**Task prompt:** Whenever a line in the records below contains "range", pick it out.

**Stored items:**
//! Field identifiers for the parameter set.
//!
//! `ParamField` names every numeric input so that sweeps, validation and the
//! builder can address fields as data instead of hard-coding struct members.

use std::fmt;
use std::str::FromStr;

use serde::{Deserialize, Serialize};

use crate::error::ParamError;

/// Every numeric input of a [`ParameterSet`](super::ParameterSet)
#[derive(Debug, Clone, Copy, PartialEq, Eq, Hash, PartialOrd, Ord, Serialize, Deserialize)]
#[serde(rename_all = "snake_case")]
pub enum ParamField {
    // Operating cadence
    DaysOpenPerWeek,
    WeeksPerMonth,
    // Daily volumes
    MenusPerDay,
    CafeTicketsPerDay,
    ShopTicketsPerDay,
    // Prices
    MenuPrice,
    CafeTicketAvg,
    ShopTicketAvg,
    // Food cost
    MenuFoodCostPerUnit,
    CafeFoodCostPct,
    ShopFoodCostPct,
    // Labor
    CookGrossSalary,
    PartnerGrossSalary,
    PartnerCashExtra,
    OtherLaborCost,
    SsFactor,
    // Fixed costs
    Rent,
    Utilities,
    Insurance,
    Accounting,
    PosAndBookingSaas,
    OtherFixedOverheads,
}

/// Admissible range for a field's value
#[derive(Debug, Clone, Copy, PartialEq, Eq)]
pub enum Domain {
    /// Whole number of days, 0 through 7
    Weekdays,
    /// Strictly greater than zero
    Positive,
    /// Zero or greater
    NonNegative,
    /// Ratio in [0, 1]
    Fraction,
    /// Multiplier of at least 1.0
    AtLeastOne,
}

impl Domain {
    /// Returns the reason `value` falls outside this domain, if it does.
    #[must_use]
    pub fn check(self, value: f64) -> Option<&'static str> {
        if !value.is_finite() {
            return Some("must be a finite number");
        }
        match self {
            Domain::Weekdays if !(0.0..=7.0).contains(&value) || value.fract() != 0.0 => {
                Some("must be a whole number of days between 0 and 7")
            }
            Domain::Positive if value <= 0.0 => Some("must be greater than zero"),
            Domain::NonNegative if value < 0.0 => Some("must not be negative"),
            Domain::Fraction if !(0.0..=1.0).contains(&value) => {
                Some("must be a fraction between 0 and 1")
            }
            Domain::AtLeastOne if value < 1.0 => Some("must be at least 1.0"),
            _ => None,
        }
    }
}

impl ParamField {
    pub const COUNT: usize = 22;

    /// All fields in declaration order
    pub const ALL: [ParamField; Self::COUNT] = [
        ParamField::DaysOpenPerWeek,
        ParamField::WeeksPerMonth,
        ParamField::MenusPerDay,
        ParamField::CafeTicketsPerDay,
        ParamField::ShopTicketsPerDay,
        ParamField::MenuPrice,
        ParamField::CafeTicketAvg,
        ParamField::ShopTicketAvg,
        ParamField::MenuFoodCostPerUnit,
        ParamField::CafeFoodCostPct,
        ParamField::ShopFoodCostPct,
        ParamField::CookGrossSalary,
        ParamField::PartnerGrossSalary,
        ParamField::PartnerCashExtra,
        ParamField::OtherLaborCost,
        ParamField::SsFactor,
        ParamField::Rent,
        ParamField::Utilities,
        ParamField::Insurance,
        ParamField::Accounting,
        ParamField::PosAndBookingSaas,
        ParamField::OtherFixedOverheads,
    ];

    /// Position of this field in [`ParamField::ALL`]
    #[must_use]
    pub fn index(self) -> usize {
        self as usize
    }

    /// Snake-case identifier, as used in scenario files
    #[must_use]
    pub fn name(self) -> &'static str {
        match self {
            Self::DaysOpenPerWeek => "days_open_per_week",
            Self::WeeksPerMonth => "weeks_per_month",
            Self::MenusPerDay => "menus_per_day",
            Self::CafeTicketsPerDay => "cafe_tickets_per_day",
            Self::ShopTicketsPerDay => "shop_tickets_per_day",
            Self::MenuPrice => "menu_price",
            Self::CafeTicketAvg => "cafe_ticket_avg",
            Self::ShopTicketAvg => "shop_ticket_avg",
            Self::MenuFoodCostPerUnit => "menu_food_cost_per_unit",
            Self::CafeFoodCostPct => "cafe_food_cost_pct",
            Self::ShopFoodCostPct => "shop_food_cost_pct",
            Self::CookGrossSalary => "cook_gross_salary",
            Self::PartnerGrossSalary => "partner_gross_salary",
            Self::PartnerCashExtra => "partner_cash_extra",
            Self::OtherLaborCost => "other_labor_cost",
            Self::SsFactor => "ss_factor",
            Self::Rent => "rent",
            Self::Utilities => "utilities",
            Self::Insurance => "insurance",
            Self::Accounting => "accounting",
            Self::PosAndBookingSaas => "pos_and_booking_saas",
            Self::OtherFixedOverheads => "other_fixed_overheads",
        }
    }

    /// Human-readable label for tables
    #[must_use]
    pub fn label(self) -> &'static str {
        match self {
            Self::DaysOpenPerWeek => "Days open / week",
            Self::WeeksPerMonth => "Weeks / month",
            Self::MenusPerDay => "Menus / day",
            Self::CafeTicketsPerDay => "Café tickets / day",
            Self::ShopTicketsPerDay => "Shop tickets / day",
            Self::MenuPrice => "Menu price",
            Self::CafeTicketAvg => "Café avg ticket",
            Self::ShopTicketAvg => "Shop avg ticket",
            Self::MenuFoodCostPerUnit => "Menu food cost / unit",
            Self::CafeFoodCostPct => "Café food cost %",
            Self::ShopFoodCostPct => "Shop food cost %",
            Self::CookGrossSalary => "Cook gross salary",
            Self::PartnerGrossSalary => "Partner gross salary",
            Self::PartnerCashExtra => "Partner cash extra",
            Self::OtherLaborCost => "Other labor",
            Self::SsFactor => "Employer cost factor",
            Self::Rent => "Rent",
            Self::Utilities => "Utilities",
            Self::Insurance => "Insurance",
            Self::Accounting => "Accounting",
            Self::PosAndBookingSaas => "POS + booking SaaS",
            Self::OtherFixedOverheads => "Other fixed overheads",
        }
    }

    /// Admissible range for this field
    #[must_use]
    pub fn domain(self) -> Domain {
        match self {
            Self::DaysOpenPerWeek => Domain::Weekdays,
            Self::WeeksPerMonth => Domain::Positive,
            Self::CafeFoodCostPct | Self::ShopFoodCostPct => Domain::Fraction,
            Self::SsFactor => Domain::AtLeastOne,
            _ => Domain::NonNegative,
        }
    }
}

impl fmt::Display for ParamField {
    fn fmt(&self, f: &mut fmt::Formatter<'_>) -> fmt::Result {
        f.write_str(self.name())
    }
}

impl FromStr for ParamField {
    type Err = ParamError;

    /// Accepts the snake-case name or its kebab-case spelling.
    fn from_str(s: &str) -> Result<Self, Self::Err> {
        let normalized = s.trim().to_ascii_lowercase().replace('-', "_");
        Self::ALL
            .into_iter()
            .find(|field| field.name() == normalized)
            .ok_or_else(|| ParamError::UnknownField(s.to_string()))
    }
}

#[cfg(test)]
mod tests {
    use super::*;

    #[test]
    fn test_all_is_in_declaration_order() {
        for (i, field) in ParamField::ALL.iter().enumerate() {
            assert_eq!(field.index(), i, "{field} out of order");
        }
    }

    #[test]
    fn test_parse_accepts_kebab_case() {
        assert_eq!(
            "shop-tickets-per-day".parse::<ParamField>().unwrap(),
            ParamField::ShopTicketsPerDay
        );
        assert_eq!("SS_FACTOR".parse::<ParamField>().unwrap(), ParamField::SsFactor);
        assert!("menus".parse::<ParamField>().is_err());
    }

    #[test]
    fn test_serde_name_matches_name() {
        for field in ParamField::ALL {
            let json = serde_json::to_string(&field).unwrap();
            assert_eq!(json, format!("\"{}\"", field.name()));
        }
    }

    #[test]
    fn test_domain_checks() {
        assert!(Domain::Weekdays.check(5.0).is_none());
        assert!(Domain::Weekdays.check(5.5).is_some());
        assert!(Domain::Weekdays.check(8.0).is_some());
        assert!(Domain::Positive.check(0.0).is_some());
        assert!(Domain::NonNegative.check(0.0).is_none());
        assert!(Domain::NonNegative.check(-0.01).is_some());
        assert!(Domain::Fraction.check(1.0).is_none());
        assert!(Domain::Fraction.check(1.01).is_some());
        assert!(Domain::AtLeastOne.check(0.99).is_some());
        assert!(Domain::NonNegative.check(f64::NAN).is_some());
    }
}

**Response area:**
/// Admissible range for a field's value
    /// Admissible range for this field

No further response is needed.